- [YOUR ASSIGNMENT] Report each line of the data that contains the string "only".

╭─ SUPPLIED MATERIAL

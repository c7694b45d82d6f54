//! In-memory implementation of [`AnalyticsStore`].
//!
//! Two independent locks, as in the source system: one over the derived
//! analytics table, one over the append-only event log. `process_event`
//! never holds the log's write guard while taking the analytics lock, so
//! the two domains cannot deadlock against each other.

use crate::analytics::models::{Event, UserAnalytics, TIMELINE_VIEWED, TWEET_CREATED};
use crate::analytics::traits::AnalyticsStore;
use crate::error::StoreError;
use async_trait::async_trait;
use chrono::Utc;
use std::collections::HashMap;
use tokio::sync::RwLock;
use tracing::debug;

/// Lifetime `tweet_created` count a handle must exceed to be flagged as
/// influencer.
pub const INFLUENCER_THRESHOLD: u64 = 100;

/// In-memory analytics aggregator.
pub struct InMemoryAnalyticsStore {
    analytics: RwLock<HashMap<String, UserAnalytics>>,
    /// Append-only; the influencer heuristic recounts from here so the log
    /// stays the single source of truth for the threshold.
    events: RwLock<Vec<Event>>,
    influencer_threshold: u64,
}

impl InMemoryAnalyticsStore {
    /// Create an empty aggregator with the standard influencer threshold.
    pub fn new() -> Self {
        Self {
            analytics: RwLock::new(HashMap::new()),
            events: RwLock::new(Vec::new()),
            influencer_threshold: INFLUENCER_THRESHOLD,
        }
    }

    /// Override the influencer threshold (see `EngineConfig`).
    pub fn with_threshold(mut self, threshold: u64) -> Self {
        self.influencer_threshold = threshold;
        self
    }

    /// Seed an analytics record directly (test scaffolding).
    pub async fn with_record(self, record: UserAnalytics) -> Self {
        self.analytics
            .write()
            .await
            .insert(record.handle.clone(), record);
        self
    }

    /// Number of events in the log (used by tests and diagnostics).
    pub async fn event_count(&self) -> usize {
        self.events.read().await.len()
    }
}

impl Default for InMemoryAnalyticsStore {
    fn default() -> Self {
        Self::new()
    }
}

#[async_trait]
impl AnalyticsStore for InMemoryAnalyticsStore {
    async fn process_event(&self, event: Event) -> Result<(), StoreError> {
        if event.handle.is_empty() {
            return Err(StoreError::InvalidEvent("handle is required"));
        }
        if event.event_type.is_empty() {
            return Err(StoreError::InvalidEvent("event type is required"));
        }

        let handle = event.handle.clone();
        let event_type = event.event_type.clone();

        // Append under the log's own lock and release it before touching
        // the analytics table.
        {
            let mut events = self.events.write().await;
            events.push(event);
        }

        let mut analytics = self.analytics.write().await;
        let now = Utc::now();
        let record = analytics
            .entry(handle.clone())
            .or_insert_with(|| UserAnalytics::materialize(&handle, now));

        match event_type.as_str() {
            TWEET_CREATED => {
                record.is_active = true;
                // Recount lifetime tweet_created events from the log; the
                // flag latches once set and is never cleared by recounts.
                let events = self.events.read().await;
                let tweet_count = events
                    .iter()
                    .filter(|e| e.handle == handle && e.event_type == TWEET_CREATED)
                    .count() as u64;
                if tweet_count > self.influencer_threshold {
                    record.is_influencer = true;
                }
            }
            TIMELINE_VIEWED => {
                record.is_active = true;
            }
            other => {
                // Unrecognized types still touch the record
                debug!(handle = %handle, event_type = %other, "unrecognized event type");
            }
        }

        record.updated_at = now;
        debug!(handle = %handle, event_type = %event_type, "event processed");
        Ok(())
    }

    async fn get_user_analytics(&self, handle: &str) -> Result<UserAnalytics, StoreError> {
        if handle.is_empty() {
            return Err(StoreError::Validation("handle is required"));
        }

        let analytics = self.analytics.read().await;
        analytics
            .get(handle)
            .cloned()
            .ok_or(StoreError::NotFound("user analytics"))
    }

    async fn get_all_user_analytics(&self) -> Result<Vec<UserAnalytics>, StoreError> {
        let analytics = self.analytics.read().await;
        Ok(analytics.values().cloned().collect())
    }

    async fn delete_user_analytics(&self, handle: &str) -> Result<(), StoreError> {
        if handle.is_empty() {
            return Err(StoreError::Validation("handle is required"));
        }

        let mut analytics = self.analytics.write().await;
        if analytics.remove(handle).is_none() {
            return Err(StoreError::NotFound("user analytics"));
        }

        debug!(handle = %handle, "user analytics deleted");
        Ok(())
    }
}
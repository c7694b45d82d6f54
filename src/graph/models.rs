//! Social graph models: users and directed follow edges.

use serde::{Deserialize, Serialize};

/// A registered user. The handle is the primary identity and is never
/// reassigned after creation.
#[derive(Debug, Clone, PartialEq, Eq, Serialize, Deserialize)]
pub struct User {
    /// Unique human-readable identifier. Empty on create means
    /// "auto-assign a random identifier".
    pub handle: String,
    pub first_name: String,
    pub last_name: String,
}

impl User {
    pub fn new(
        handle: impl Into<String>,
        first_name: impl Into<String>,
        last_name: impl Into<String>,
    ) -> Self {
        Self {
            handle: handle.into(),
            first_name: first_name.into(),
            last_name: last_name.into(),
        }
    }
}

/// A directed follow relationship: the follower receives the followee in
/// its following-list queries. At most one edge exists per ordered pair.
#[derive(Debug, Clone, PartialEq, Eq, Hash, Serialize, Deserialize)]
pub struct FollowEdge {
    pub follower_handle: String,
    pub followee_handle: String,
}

╰─

- [YOUR SOLUTION]
//! analytics table, one over the append-only event log. `process_event`
    /// Append-only; the influencer heuristic recounts from here so the log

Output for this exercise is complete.